Türkiyede hiç değinilmemiş meseleleri yazıyorum. Ermeni meselesinde yazılmış ilk ve tek romandır Figan. Bundan 35 yıl önce yazdım. O zaman 'Ermeni Soykırımı' diye bir şey yoktu. Objektif bir araştırmayla Ermeni meselesinin zuhur ettiği yerleri gezerek ve yaşayanlardan dinleyerek yazdım. Ermeniler bir de bizi yaz diye 80 -100 sayfalık dokümanlar gönderdiler. Onlar da kendilerini haklı görüyorlar dolduruşlarla. Halbuki Türkiye'de Ermeni Soykırımı değil Ermeni- Rus mezalimi vardır. Erkekler asker olarak Ruslarla harbe katıldığında hem Ruslara destek verip, geride kalan yaşlılara, çocuklara ve kadınlara zulmetmişlerdir. Sonra bunu soykırım olarak adlandırıp dünya gündemine oturdular.

ANKARA'DA İÇİME DÖNÜYORUM

Ankara'da yaşıyorsunuz. Sizin şehriniz Ankara mı?

İstanbul'a gittiğimde zaman yetmiyor. Ankara daha derli toplu bir şehir. Burada kendi dünyama daha rahat çekiliyorum. Ben Türdav ve Timaş'ın kurucusuyum. Sadece yönetim kurulu toplantıları için İstanbul'a gidiyorum. Yazmak için yer mefhumu mesele değil. Bir yazar manzara karşısında oturup o manzarayı yazamaz. Perdeleri çekik, küçük bir odada resimlerle tasvirleri yapar, ilham o daracık yerde daha koyulaşır.

Bilgisayar kullanıyor musunuz?

Bundan 3-4 sene öncesine kadar önce müsveddeye yazıyordum sonra daktiloya geçiriyordum. Çalışması zor bir sistem. Sonra bilgisayara geçtim. Kafamda kurguyu oluşturup sonra direkt yazıyorum. Kurguyu yaparsınız sonra yazacağınız kişilerin arasında yaşıyormuş gibi hissetmeye başlayınca yazmaya başlarsınız.

Çalışma saatleriniz?

Farketmiyor. Yaz beni dediği zaman oturuyorum. Çalışma isteğiniz olmazsa güzel bir sonuç çıkmaz.
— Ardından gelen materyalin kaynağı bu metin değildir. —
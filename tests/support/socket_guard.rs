use std::net::TcpListener;
use std::panic::Location;

use wiremock::MockServer;

#[must_use]
pub fn socket_tests_required() -> bool {
    std::env::var("RESPONSE_STREAM_REQUIRE_SOCKET_TESTS")
        .ok()
        .is_some_and(|value| matches!(value.to_ascii_lowercase().as_str(), "1" | "true" | "yes"))
}

#[track_caller]
#[must_use]
pub fn should_skip_socket_bound_test() -> bool {
    if TcpListener::bind("127.0.0.1:0").is_ok() {
        return false;
    }

    let location = Location::caller();
    let message = format!(
        "[socket-bound-test] cannot bind localhost socket at {}:{}; wiremock-based test cannot run in this environment",
        location.file(),
        location.line()
    );
    if socket_tests_required() {
        panic!(
            "{message}. Set RESPONSE_STREAM_REQUIRE_SOCKET_TESTS=0 to allow local skip behavior."
        );
    }

    eprintln!(
        "{message}. Skipping test. Set RESPONSE_STREAM_REQUIRE_SOCKET_TESTS=1 to fail-fast instead."
    );
    true
}

pub async fn start_mock_server_or_skip() -> Option<MockServer> {
    if should_skip_socket_bound_test() {
        None
    } else {
        Some(MockServer::start().await)
    }
}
Yaz beni dediği zaman oturur ve yazarsınız.

Şiirlerimi Hekimoğlu'nun önünde yırttım

Yazmaya şiirle başladınız ama romanla devam ettiniz. Şiir içinizde kalmadı mı?
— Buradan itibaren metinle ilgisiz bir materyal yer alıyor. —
//! Request path → filesystem target, confined to the server root.
//!
//! Containment is decided on canonical paths only: symlinks, `.` and `..`
//! are resolved before the target is compared against the root. A path that
//! leaves the root is always reported as [`PathError::Forbidden`], even when
//! the target does not exist, so traversal probes cannot be told apart from
//! real files by a 403/404 difference.

use std::io;
use std::path::{Component, Path, PathBuf};

use thiserror::Error;
use tokio::fs;

/// File served in place of a directory listing when present.
pub const INDEX_FILE: &str = "index.html";

#[derive(Debug, Error, PartialEq, Eq)]
pub enum PathError {
    #[error("{} escapes the server root", .0.display())]
    Forbidden(PathBuf),
}

/// Where a request path landed inside the root.
#[derive(Debug, Clone, PartialEq, Eq)]
pub struct ResolvedTarget {
    /// Canonical path of the target, or of `index.html` inside it.
    pub absolute_path: PathBuf,
    /// `true` only for directories without an index file (list them).
    pub is_directory: bool,
    pub exists: bool,
}

/// Maps decoded request paths to files under a fixed root.
///
/// # Examples
///
/// ```rust,no_run
/// use lserve::security::{PathError, PathResolver};
///
/// # async fn demo() -> std::io::Result<()> {
/// let resolver = PathResolver::new("/srv/www")?;
/// let denied = resolver.resolve("/../../etc/passwd").await;
/// assert!(matches!(denied, Err(PathError::Forbidden(_))));
/// # Ok(())
/// # }
/// ```
#[derive(Debug, Clone)]
pub struct PathResolver {
    root: PathBuf,
}

impl PathResolver {
    /// Creates a resolver for `root`, which is canonicalized once here.
    ///
    /// # Errors
    ///
    /// Fails if `root` does not exist or cannot be canonicalized.
    pub fn new(root: impl AsRef<Path>) -> io::Result<Self> {
        Ok(Self {
            root: std::fs::canonicalize(root)?,
        })
    }

    /// The canonical root every target must stay under.
    pub fn root(&self) -> &Path {
        &self.root
    }

    /// Resolves `decoded_path` against the root.
    ///
    /// The request path is always relative to the root; a leading `/` does
    /// not restart at the filesystem root.
    ///
    /// # Errors
    ///
    /// [`PathError::Forbidden`] if the canonical target is not inside the
    /// root, including when an `index.html` symlink points outside it.
    pub async fn resolve(&self, decoded_path: &str) -> Result<ResolvedTarget, PathError> {
        let joined = self.root.join(decoded_path.trim_start_matches('/'));
        let (canonical, exists) = match fs::canonicalize(&joined).await {
            Ok(path) => (path, true),
            Err(_) => (self.canonicalize_missing(&joined).await, false),
        };
        self.ensure_contained(&canonical)?;

        if !exists {
            return Ok(ResolvedTarget {
                absolute_path: canonical,
                is_directory: false,
                exists: false,
            });
        }

        let is_dir = fs::metadata(&canonical)
            .await
            .map(|m| m.is_dir())
            .unwrap_or(false);
        if !is_dir {
            return Ok(ResolvedTarget {
                absolute_path: canonical,
                is_directory: false,
                exists: true,
            });
        }

        let index = canonical.join(INDEX_FILE);
        if let Ok(index) = fs::canonicalize(&index).await {
            if fs::metadata(&index).await.is_ok_and(|m| m.is_file()) {
                self.ensure_contained(&index)?;
                return Ok(ResolvedTarget {
                    absolute_path: index,
                    is_directory: false,
                    exists: true,
                });
            }
        }

        Ok(ResolvedTarget {
            absolute_path: canonical,
            is_directory: true,
            exists: true,
        })
    }

    fn ensure_contained(&self, canonical: &Path) -> Result<(), PathError> {
        // Component-wise: `/srv/www-private` is not inside `/srv/www`.
        if canonical.starts_with(&self.root) {
            Ok(())
        } else {
            Err(PathError::Forbidden(canonical.to_path_buf()))
        }
    }

    /// Canonical form of a path whose tail does not exist: the deepest
    /// existing ancestor is canonicalized and the rest applied lexically.
    async fn canonicalize_missing(&self, path: &Path) -> PathBuf {
        let components: Vec<Component<'_>> = path.components().collect();

        for split in (1..components.len()).rev() {
            let ancestor: PathBuf = components[..split].iter().collect();
            let Ok(mut resolved) = fs::canonicalize(&ancestor).await else {
                continue;
            };
            for component in &components[split..] {
                match component {
                    Component::Normal(name) => resolved.push(name),
                    Component::ParentDir => {
                        resolved.pop();
                    }
                    Component::CurDir | Component::RootDir | Component::Prefix(_) => {}
                }
            }
            return resolved;
        }

        // Only reachable if the root itself vanished.
        path.to_path_buf()
    }
}

#[cfg(test)]
mod tests {
    use super::*;
    use crate::test_support::TempRoot;

    fn resolver(tmp: &TempRoot) -> PathResolver {
        PathResolver::new(tmp.path()).unwrap()
    }

    #[tokio::test]
    async fn plain_file() {
        let tmp = TempRoot::new();
        let file = tmp.file("a.txt", "hello");
        let target = resolver(&tmp).resolve("/a.txt").await.unwrap();
        assert!(target.exists);
        assert!(!target.is_directory);
        assert_eq!(target.absolute_path, std::fs::canonicalize(file).unwrap());
    }

    #[tokio::test]
    async fn root_with_index() {
        let tmp = TempRoot::new();
        tmp.file("index.html", "<p>hi</p>");
        let target = resolver(&tmp).resolve("/").await.unwrap();
        assert!(!target.is_directory);
        assert!(target.absolute_path.ends_with("index.html"));
    }

    #[tokio::test]
    async fn empty_path_is_root() {
        let tmp = TempRoot::new();
        let r = resolver(&tmp);
        let target = r.resolve("").await.unwrap();
        assert!(target.is_directory);
        assert_eq!(target.absolute_path, r.root());
    }

    #[tokio::test]
    async fn directory_without_index_needs_listing() {
        let tmp = TempRoot::new();
        tmp.file("docs/readme.txt", "x");
        let target = resolver(&tmp).resolve("/docs").await.unwrap();
        assert!(target.exists);
        assert!(target.is_directory);
    }

    #[tokio::test]
    async fn index_directory_is_not_an_index() {
        let tmp = TempRoot::new();
        tmp.dir("site/index.html");
        let target = resolver(&tmp).resolve("/site/").await.unwrap();
        assert!(target.is_directory);
        assert!(target.absolute_path.ends_with("site"));
    }

    #[tokio::test]
    async fn missing_inside_root() {
        let tmp = TempRoot::new();
        let target = resolver(&tmp).resolve("/nope/deeper.txt").await.unwrap();
        assert!(!target.exists);
    }

    #[tokio::test]
    async fn dot_dot_that_stays_inside() {
        let tmp = TempRoot::new();
        tmp.file("a.txt", "hello");
        tmp.dir("sub");
        let target = resolver(&tmp).resolve("/sub/../a.txt").await.unwrap();
        assert!(target.exists);
        assert!(target.absolute_path.ends_with("a.txt"));
    }

    #[tokio::test]
    async fn traversal_is_forbidden_even_when_missing() {
        let tmp = TempRoot::new();
        let r = resolver(&tmp);
        for path in [
            "/../../etc/passwd",
            "/..",
            "../",
            "/sub/../../x",
            "/no/such/../../../../../tmp",
        ] {
            assert!(
                matches!(r.resolve(path).await, Err(PathError::Forbidden(_))),
                "{path} should be forbidden"
            );
        }
    }

    #[tokio::test]
    async fn absolute_injection_stays_inside() {
        let tmp = TempRoot::new();
        let target = resolver(&tmp).resolve("//etc/passwd").await.unwrap();
        assert!(!target.exists);
        assert!(target.absolute_path.starts_with(resolver(&tmp).root()));
    }

    #[tokio::test]
    async fn sibling_with_shared_prefix_is_forbidden() {
        let tmp = TempRoot::new();
        std::fs::write(tmp.outside().join("secret.txt"), "s").unwrap();
        let result = resolver(&tmp).resolve("/../www-private/secret.txt").await;
        assert!(matches!(result, Err(PathError::Forbidden(_))));
    }

    #[cfg(unix)]
    #[tokio::test]
    async fn symlink_out_of_root_is_forbidden() {
        let tmp = TempRoot::new();
        std::fs::write(tmp.outside().join("secret.txt"), "s").unwrap();
        std::os::unix::fs::symlink(tmp.outside(), tmp.path().join("escape")).unwrap();
        let result = resolver(&tmp).resolve("/escape/secret.txt").await;
        assert!(matches!(result, Err(PathError::Forbidden(_))));
    }

    #[cfg(unix)]
    #[tokio::test]
    async fn index_symlink_out_of_root_is_forbidden() {
        let tmp = TempRoot::new();
        let secret = tmp.outside().join("index.html");
        std::fs::write(&secret, "s").unwrap();
        tmp.dir("site");
        std::os::unix::fs::symlink(&secret, tmp.path().join("site/index.html")).unwrap();
        let result = resolver(&tmp).resolve("/site/").await;
        assert!(matches!(result, Err(PathError::Forbidden(_))));
    }
}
Liseyi bitirip Hekimoğlu İsmail'le karşılaştığımda 300 şiirim vardı. Minyeli Abdullah kitabı çıkmıştı o yıl. Bana “Romanda büyük boşluk var. Tek yönlü gitmezsen başarıya ulaşamazsın. Şiirlerini gözümün önünde yırtarsan bu yola birlikte devam ederiz” dedi. Yırttım. Ama şiir bırakılacak gibi değildir. Yayınlamasanız da duygularınızın tezahürüdür. Anlık bir meseledir.

Sonra yeniden şiir yazdınız. Küsmemiş miydi şiir?

Evet, aradan 15 yıl geçtikten sonra, 15-20 tane de eserim vardı, tekrar şiir yazmaya başladım. Bana biraz küsmüştü ama barıştık. Şu anda 5 tane şiir kitabım var. Sonuncusu da bu ay içinde çıkacak.